青陌这才满意,“你一定想不到,是萧清斐。”
“萧丞相?”墨非离的脸立刻黑了下来,他放在青陌腰间的手紧了紧,“你看到他了?”
青陌原本还没听出他声音里的酸意,傻乎乎地点头,“是啊。”开玩笑,不看到他,她怎么会知道萧清斐来了这里?
墨非离哼了哼,突然捧过她的脸,照着她的唇狠狠咬了一口,这才不满的嘀咕道:“不就是遇到你前世的夫君了么,至于这么激动?哼哼哼哼……”他的声音有些轻,青陌却还是听清了,嗔怒地瞪了他一眼,咬牙:“墨非离,你这吃得哪门子醋,这都多久的事情了?嗯哼,你到底还要不要听,不要听拉到,本姑娘还不想掺和这破事了!”
看她是真的生气了,墨非离连忙拉住她。
稳妥妥地再次把人按在腿上,手一下下抚着她炸了的毛,“没,没,哪有不要听。狐儿说的,我一向最喜欢听了。”
青陌哼了哼,“这还差不多。”
这才随即把今晚所见都跟他说了出来,也包括她的想法。
墨非离刚开始还有些玩味地听着,倒后来神色也凝重了起来,“你是说,当初七绝崖的那些人是萧清斐暗地里派人做的?你怎么这么肯定会是他?”
“当然是裴衣说的了。他说在凤来客栈看到那个黑衣人了,恰好这个时候萧清斐不在天佑国呆着偏偏跑到这里来,难道不奇怪吗?再者,当年我们住在他的房子里,有什么风吹草动,想必他知道的最清楚了,所以,他有最大的嫌疑!”重重地点了一下头,青陌觉得自己的分析可谓精彩绝伦,只是身旁的人却没给一点评价,她磨着牙,“怎么,我说的不对?”
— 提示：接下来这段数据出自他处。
//! In-process fixed-window rate limiting.
//!
//! Requests are counted per authenticated user, or per client IP for
//! anonymous callers. Sign-in and sign-up draw from a separate, stricter
//! budget. Forwarded-for headers are only believed when the connection
//! comes from a configured trusted proxy.

use std::collections::HashMap;
use std::net::{IpAddr, SocketAddr};
use std::sync::Arc;
use std::time::{Duration, Instant};

use agrex_common::AppError;
use agrex_db::entities::user;
use axum::{
    body::Body,
    extract::{ConnectInfo, State},
    http::{HeaderValue, Request, header},
    middleware::Next,
    response::{IntoResponse, Response},
};
use tokio::sync::Mutex;

/// Requests allowed per window.
#[derive(Debug, Clone, Copy, PartialEq, Eq)]
pub struct RateLimitConfig {
    /// Maximum requests per window.
    pub max_requests: u32,
    /// Window length.
    pub window: Duration,
}

impl RateLimitConfig {
    /// Create a new rate limit config.
    #[must_use]
    pub const fn new(max_requests: u32, window_secs: u64) -> Self {
        Self {
            max_requests,
            window: Duration::from_secs(window_secs),
        }
    }
}

/// General API traffic.
pub const STANDARD: RateLimitConfig = RateLimitConfig::new(300, 60);

/// Sign-in and sign-up.
pub const AUTH: RateLimitConfig = RateLimitConfig::new(10, 300);

/// Tracked keys above which expired windows are swept.
const SWEEP_THRESHOLD: usize = 10_000;

#[derive(Debug, Clone, Copy)]
struct Window {
    started: Instant,
    count: u32,
}

/// Outcome of a single check.
#[derive(Debug, Clone, Copy, PartialEq, Eq)]
pub enum Decision {
    /// Request admitted.
    Allowed {
        /// Requests left in the current window.
        remaining: u32,
    },
    /// Budget exhausted for the current window.
    Limited {
        /// Time until the window resets.
        retry_after: Duration,
    },
}

/// Fixed-window counter keyed by caller.
#[derive(Clone)]
pub struct ApiRateLimiter {
    config: RateLimitConfig,
    windows: Arc<Mutex<HashMap<String, Window>>>,
}

impl ApiRateLimiter {
    /// Create a limiter with its own budget.
    #[must_use]
    pub fn new(config: RateLimitConfig) -> Self {
        Self {
            config,
            windows: Arc::new(Mutex::new(HashMap::new())),
        }
    }

    /// The budget this limiter enforces.
    #[must_use]
    pub const fn config(&self) -> RateLimitConfig {
        self.config
    }

    /// Count a request for `key`.
    pub async fn check(&self, key: &str) -> Decision {
        self.check_at(key, Instant::now()).await
    }

    async fn check_at(&self, key: &str, now: Instant) -> Decision {
        let window_len = self.config.window;
        let mut windows = self.windows.lock().await;

        if windows.len() >= SWEEP_THRESHOLD {
            windows.retain(|_, w| now.saturating_duration_since(w.started) < window_len);
        }

        let window = windows.entry(key.to_string()).or_insert(Window {
            started: now,
            count: 0,
        });

        if now.saturating_duration_since(window.started) >= window_len {
            *window = Window {
                started: now,
                count: 0,
            };
        }

        if window.count >= self.config.max_requests {
            let elapsed = now.saturating_duration_since(window.started);
            return Decision::Limited {
                retry_after: window_len.saturating_sub(elapsed),
            };
        }

        window.count += 1;
        Decision::Allowed {
            remaining: self.config.max_requests - window.count,
        }
    }

    /// Number of callers currently tracked.
    pub async fn tracked_keys(&self) -> usize {
        self.windows.lock().await.len()
    }
}

/// Limiters shared by the middleware.
#[derive(Clone)]
pub struct RateLimiterState {
    /// Budget for ordinary API calls.
    pub api: ApiRateLimiter,
    /// Budget for sign-in and sign-up.
    pub auth: ApiRateLimiter,
    trusted_proxies: Arc<[IpAddr]>,
}

impl Default for RateLimiterState {
    fn default() -> Self {
        Self::new(STANDARD, AUTH)
    }
}

impl RateLimiterState {
    /// Create limiters with explicit budgets.
    #[must_use]
    pub fn new(api: RateLimitConfig, auth: RateLimitConfig) -> Self {
        Self {
            api: ApiRateLimiter::new(api),
            auth: ApiRateLimiter::new(auth),
            trusted_proxies: Arc::from([]),
        }
    }

    /// Believe forwarded client IPs from these peers.
    #[must_use]
    pub fn with_trusted_proxies(mut self, proxies: Vec<IpAddr>) -> Self {
        self.trusted_proxies = proxies.into();
        self
    }

    fn for_path(&self, path: &str) -> &ApiRateLimiter {
        if path.ends_with("/signin") || path.ends_with("/signup") {
            &self.auth
        } else {
            &self.api
        }
    }
}

fn forwarded_ip(req: &Request<Body>) -> Option<IpAddr> {
    let headers = req.headers();
    headers
        .get("x-forwarded-for")
        .and_then(|v| v.to_str().ok())
        .and_then(|v| v.split(',').next())
        .and_then(|v| v.trim().parse().ok())
        .or_else(|| {
            headers
                .get("x-real-ip")
                .and_then(|v| v.to_str().ok())
                .and_then(|v| v.trim().parse().ok())
        })
}

/// Key identifying the caller.
fn caller_key(req: &Request<Body>, trusted_proxies: &[IpAddr]) -> String {
    if let Some(user) = req.extensions().get::<user::Model>() {
        return format!("user:{}", user.id);
    }

    let peer = req
        .extensions()
        .get::<ConnectInfo<SocketAddr>>()
        .map(|ConnectInfo(addr)| addr.ip());

    let client = match peer {
        Some(ip) if trusted_proxies.contains(&ip) => forwarded_ip(req).or(peer),
        _ => peer,
    };

    client.map_or_else(|| "anonymous".to_string(), |ip| format!("ip:{ip}"))
}

/// Rate limiting middleware.
///
/// Must run after [`auth_middleware`](crate::middleware::auth_middleware) so
/// that signed-in callers are keyed by user.
pub async fn rate_limit_middleware(
    State(limits): State<RateLimiterState>,
    req: Request<Body>,
    next: Next,
) -> Response {
    let limiter = limits.for_path(req.uri().path()).clone();
    let key = caller_key(&req, &limits.trusted_proxies);

    match limiter.check(&key).await {
        Decision::Allowed { remaining } => {
            let mut response = next.run(req).await;
            let headers = response.headers_mut();
            headers.insert(
                "x-ratelimit-limit",
                HeaderValue::from(limiter.config().max_requests),
            );
            headers.insert("x-ratelimit-remaining", HeaderValue::from(remaining));
            response
        }
        Decision::Limited { retry_after } => {
            tracing::debug!(key = %key, retry_after_secs = retry_after.as_secs(), "Rate limit exceeded");
            let mut response = AppError::RateLimited.into_response();
            response.headers_mut().insert(
                header::RETRY_AFTER,
                HeaderValue::from(retry_after.as_secs().max(1)),
            );
            response
        }
    }
}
墨非离沉思,“也不是不对,可萧清斐有什么理由要害我们?”
“理由还不多了去了……”青陌咕哝一声。
随即,从他腿上跳下去,“好了,我的话也说完了,该怎么办是你的事情了。对了,还有一点要提醒你,萧清斐绝不是省油的灯,他既然能从一介书生爬到那个位置,其中踩了多少人的鲜血不是你能想想的……”毕竟,墨非离是世袭王位,而萧清斐就不一样了。他们起点不同,所以,即使如今站得高度是一样的,却也让人不寒而栗。
尤其是想到当年她爱着人手上沾满了鲜血,她除了憎恶,别的什么也没留下。